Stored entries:
»»

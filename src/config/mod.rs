//! @acp:module "Configuration"
//! @acp:summary "Project configuration loading, schema validation and defaults"
//! @acp:domain cli
//! @acp:layer config

use std::path::{Path, PathBuf};
use std::sync::LazyLock;

use serde::{Deserialize, Serialize};
use serde_json::Value;

use crate::component::{Dialect, Framework};
use crate::error::{IconError, Result};
use crate::registry::DEFAULT_REGISTRY;
use crate::svg::A11yStrategy;

/// Config file name, looked up in the project root
pub const CONFIG_FILE: &str = "iconsmith.config.json";

const SCHEMA: &str = include_str!("../../schemas/v1/config.schema.json");

static SCHEMA_VALUE: LazyLock<Value> =
    LazyLock::new(|| serde_json::from_str(SCHEMA).unwrap_or(Value::Bool(true)));

fn default_config_schema() -> String {
    "https://iconsmith.dev/schemas/v1/config.schema.json".to_string()
}

fn default_output() -> PathBuf {
    PathBuf::from("src/icons.tsx")
}

fn default_true() -> bool {
    true
}

fn default_registry() -> String {
    DEFAULT_REGISTRY.to_string()
}

/// @acp:summary "Project configuration (schema-compliant)"
#[derive(Debug, Clone, PartialEq, Eq, Serialize, Deserialize)]
#[serde(rename_all = "camelCase")]
pub struct Config {
    /// JSON Schema URL for editor validation
    #[serde(rename = "$schema", default = "default_config_schema")]
    pub schema: String,

    /// Barrel file or icon folder, relative to the project root
    #[serde(default = "default_output")]
    pub output: PathBuf,

    #[serde(default)]
    pub framework: Framework,

    #[serde(default = "default_true")]
    pub typescript: bool,

    /// Embed `data-icon-source` in generated icons
    #[serde(default)]
    pub track_source: bool,

    #[serde(default)]
    pub a11y: A11yStrategy,

    /// Inject a `<title>` into every icon
    #[serde(default)]
    pub titles: bool,

    /// Iconify-compatible API base URL
    #[serde(default = "default_registry")]
    pub registry: String,
}

impl Default for Config {
    fn default() -> Self {
        Self {
            schema: default_config_schema(),
            output: default_output(),
            framework: Framework::default(),
            typescript: true,
            track_source: false,
            a11y: A11yStrategy::default(),
            titles: false,
            registry: default_registry(),
        }
    }
}

/// Shape of the generated artifact, decided by the configured output path
#[derive(Debug, Clone, PartialEq, Eq)]
pub enum OutputShape {
    /// One module holding every icon inline
    Barrel(PathBuf),
    /// One file per icon plus a generated `index` and `types`
    Folder(PathBuf),
}

impl Config {
    /// @acp:summary "Load and validate config from a file"
    pub fn load<P: AsRef<Path>>(path: P) -> Result<Self> {
        let path = path.as_ref();
        if !path.exists() {
            return Err(IconError::ConfigMissing(path.to_path_buf()));
        }

        let content = std::fs::read_to_string(path).map_err(|e| IconError::io(path, e))?;
        Self::from_json(&content)
    }

    /// @acp:summary "Parse config text, reporting every schema violation"
    pub fn from_json(content: &str) -> Result<Self> {
        let value: Value = serde_json::from_str(content)
            .map_err(|e| IconError::ConfigInvalid(format!("not valid JSON: {e}")))?;

        let validator = jsonschema::validator_for(&SCHEMA_VALUE)
            .map_err(|e| IconError::ConfigInvalid(format!("invalid schema: {e}")))?;
        let violations: Vec<String> = validator
            .iter_errors(&value)
            .map(|e| {
                let location = e.instance_path.to_string();
                if location.is_empty() {
                    e.to_string()
                } else {
                    format!("{location}: {e}")
                }
            })
            .collect();
        if !violations.is_empty() {
            return Err(IconError::ConfigInvalid(violations.join("; ")));
        }

        serde_json::from_value(value).map_err(|e| IconError::ConfigInvalid(e.to_string()))
    }

    /// @acp:summary "Save config to a file"
    pub fn save<P: AsRef<Path>>(&self, path: P) -> Result<()> {
        let path = path.as_ref();
        let mut content = serde_json::to_string_pretty(self)?;
        content.push('\n');
        std::fs::write(path, content).map_err(|e| IconError::io(path, e))
    }

    pub fn dialect(&self) -> Dialect {
        Dialect::new(self.framework, self.typescript)
    }

    /// A path with an extension is a barrel file, anything else is a folder
    pub fn output_shape(&self) -> OutputShape {
        if self.output.extension().is_some() {
            OutputShape::Barrel(self.output.clone())
        } else {
            OutputShape::Folder(self.output.clone())
        }
    }
}

#[cfg(test)]
mod tests {
    use super::*;
    use tempfile::TempDir;

    #[test]
    fn test_defaults_fill_missing_fields() {
        let config = Config::from_json(r#"{ "output": "src/icons" }"#).unwrap();
        assert_eq!(config.output, PathBuf::from("src/icons"));
        assert_eq!(config.framework, Framework::React);
        assert!(config.typescript);
        assert!(!config.track_source);
        assert_eq!(config.registry, DEFAULT_REGISTRY);
        assert_eq!(config.output_shape(), OutputShape::Folder(PathBuf::from("src/icons")));
    }

    #[test]
    fn test_camel_case_fields() {
        let config = Config::from_json(
            r#"{ "output": "icons.jsx", "framework": "solid", "typescript": false, "trackSource": true, "a11y": "img" }"#,
        )
        .unwrap();
        assert!(config.track_source);
        assert_eq!(config.a11y, A11yStrategy::Img);
        assert_eq!(config.dialect(), Dialect::new(Framework::Solid, false));
        assert_eq!(config.output_shape(), OutputShape::Barrel(PathBuf::from("icons.jsx")));
    }

    #[test]
    fn test_reports_every_violation() {
        let err = Config::from_json(r#"{ "framework": "vue", "typescript": "yes", "colour": 1 }"#)
            .unwrap_err();
        let IconError::ConfigInvalid(message) = err else {
            panic!("expected ConfigInvalid, got {err:?}");
        };
        assert!(message.contains("/framework"), "{message}");
        assert!(message.contains("/typescript"), "{message}");
        assert!(message.contains("colour"), "{message}");
    }

    #[test]
    fn test_missing_file() {
        let dir = TempDir::new().unwrap();
        let err = Config::load(dir.path().join(CONFIG_FILE)).unwrap_err();
        assert!(matches!(err, IconError::ConfigMissing(_)));
    }

    #[test]
    fn test_save_round_trip() {
        let dir = TempDir::new().unwrap();
        let path = dir.path().join(CONFIG_FILE);
        let config = Config {
            track_source: true,
            ..Default::default()
        };
        config.save(&path).unwrap();

        let text = std::fs::read_to_string(&path).unwrap();
        assert!(text.contains("\"trackSource\": true"));
        assert!(text.contains("\"$schema\""));
        assert_eq!(Config::load(&path).unwrap(), config);
    }
}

««

=== What the task asks ===
Repeat all of the entries exactly.

=== Worked solution ===
filename src/config/mod.rs
//! @acp:module "Configuration"
//! @acp:summary "Project configuration loading, schema validation and defaults"
//! @acp:domain cli
//! @acp:layer config

use std::path::{Path, PathBuf};
use std::sync::LazyLock;

use serde::{Deserialize, Serialize};
use serde_json::Value;

use crate::component::{Dialect, Framework};
use crate::error::{IconError, Result};
use crate::registry::DEFAULT_REGISTRY;
use crate::svg::A11yStrategy;

/// Config file name, looked up in the project root
pub const CONFIG_FILE: &str = "iconsmith.config.json";

const SCHEMA: &str = include_str!("../../schemas/v1/config.schema.json");

static SCHEMA_VALUE: LazyLock<Value> =
    LazyLock::new(|| serde_json::from_str(SCHEMA).unwrap_or(Value::Bool(true)));

fn default_config_schema() -> String {
    "https://iconsmith.dev/schemas/v1/config.schema.json".to_string()
}

fn default_output() -> PathBuf {
    PathBuf::from("src/icons.tsx")
}

fn default_true() -> bool {
    true
}

fn default_registry() -> String {
    DEFAULT_REGISTRY.to_string()
}

/// @acp:summary "Project configuration (schema-compliant)"
#[derive(Debug, Clone, PartialEq, Eq, Serialize, Deserialize)]
#[serde(rename_all = "camelCase")]
pub struct Config {
    /// JSON Schema URL for editor validation
    #[serde(rename = "$schema", default = "default_config_schema")]
    pub schema: String,

    /// Barrel file or icon folder, relative to the project root
    #[serde(default = "default_output")]
    pub output: PathBuf,

    #[serde(default)]
    pub framework: Framework,

    #[serde(default = "default_true")]
    pub typescript: bool,

    /// Embed `data-icon-source` in generated icons
    #[serde(default)]
    pub track_source: bool,

    #[serde(default)]
    pub a11y: A11yStrategy,

    /// Inject a `<title>` into every icon
    #[serde(default)]
    pub titles: bool,

    /// Iconify-compatible API base URL
    #[serde(default = "default_registry")]
    pub registry: String,
}

impl Default for Config {
    fn default() -> Self {
        Self {
            schema: default_config_schema(),
            output: default_output(),
            framework: Framework::default(),
            typescript: true,
            track_source: false,
            a11y: A11yStrategy::default(),
            titles: false,
            registry: default_registry(),
        }
    }
}

/// Shape of the generated artifact, decided by the configured output path
#[derive(Debug, Clone, PartialEq, Eq)]
pub enum OutputShape {
    /// One module holding every icon inline
    Barrel(PathBuf),
    /// One file per icon plus a generated `index` and `types`
    Folder(PathBuf),
}

impl Config {
    /// @acp:summary "Load and validate config from a file"
    pub fn load<P: AsRef<Path>>(path: P) -> Result<Self> {
        let path = path.as_ref();
        if !path.exists() {
            return Err(IconError::ConfigMissing(path.to_path_buf()));
        }

        let content = std::fs::read_to_string(path).map_err(|e| IconError::io(path, e))?;
        Self::from_json(&content)
    }

    /// @acp:summary "Parse config text, reporting every schema violation"
    pub fn from_json(content: &str) -> Result<Self> {
        let value: Value = serde_json::from_str(content)
            .map_err(|e| IconError::ConfigInvalid(format!("not valid JSON: {e}")))?;

        let validator = jsonschema::validator_for(&SCHEMA_VALUE)
            .map_err(|e| IconError::ConfigInvalid(format!("invalid schema: {e}")))?;
        let violations: Vec<String> = validator
            .iter_errors(&value)
            .map(|e| {
                let location = e.instance_path.to_string();
                if location.is_empty() {
                    e.to_string()
                } else {
                    format!("{location}: {e}")
                }
            })
            .collect();
        if !violations.is_empty() {
            return Err(IconError::ConfigInvalid(violations.join("; ")));
        }

        serde_json::from_value(value).map_err(|e| IconError::ConfigInvalid(e.to_string()))
    }

    /// @acp:summary "Save config to a file"
    pub fn save<P: AsRef<Path>>(&self, path: P) -> Result<()> {
        let path = path.as_ref();
        let mut content = serde_json::to_string_pretty(self)?;
        content.push('\n');
        std::fs::write(path, content).map_err(|e| IconError::io(path, e))
    }

    pub fn dialect(&self) -> Dialect {
        Dialect::new(self.framework, self.typescript)
    }

    /// A path with an extension is a barrel file, anything else is a folder
    pub fn output_shape(&self) -> OutputShape {
        if self.output.extension().is_some() {
            OutputShape::Barrel(self.output.clone())
        } else {
            OutputShape::Folder(self.output.clone())
        }
    }
}

#[cfg(test)]
mod tests {
    use super::*;
    use tempfile::TempDir;

    #[test]
    fn test_defaults_fill_missing_fields() {
        let config = Config::from_json(r#"{ "output": "src/icons" }"#).unwrap();
        assert_eq!(config.output, PathBuf::from("src/icons"));
        assert_eq!(config.framework, Framework::React);
        assert!(config.typescript);
        assert!(!config.track_source);
        assert_eq!(config.registry, DEFAULT_REGISTRY);
        assert_eq!(config.output_shape(), OutputShape::Folder(PathBuf::from("src/icons")));
    }

    #[test]
    fn test_camel_case_fields() {
        let config = Config::from_json(
            r#"{ "output": "icons.jsx", "framework": "solid", "typescript": false, "trackSource": true, "a11y": "img" }"#,
        )
        .unwrap();
        assert!(config.track_source);
        assert_eq!(config.a11y, A11yStrategy::Img);
        assert_eq!(config.dialect(), Dialect::new(Framework::Solid, false));
        assert_eq!(config.output_shape(), OutputShape::Barrel(PathBuf::from("icons.jsx")));
    }

    #[test]
    fn test_reports_every_violation() {
        let err = Config::from_json(r#"{ "framework": "vue", "typescript": "yes", "colour": 1 }"#)
            .unwrap_err();
        let IconError::ConfigInvalid(message) = err else {
            panic!("expected ConfigInvalid, got {err:?}");
        };
        assert!(message.contains("/framework"), "{message}");
        assert!(message.contains("/typescript"), "{message}");
        assert!(message.contains("colour"), "{message}");
    }

    #[test]
    fn test_missing_file() {
        let dir = TempDir::new().unwrap();
        let err = Config::load(dir.path().join(CONFIG_FILE)).unwrap_err();
        assert!(matches!(err, IconError::ConfigMissing(_)));
    }

    #[test]
    fn test_save_round_trip() {
        let dir = TempDir::new().unwrap();
        let path = dir.path().join(CONFIG_FILE);
        let config = Config {
            track_source: true,
            ..Default::default()
        };
        config.save(&path).unwrap();

        let text = std::fs::read_to_string(&path).unwrap();
        assert!(text.contains("\"trackSource\": true"));
        assert!(text.contains("\"$schema\""));
        assert_eq!(Config::load(&path).unwrap(), config);
    }
}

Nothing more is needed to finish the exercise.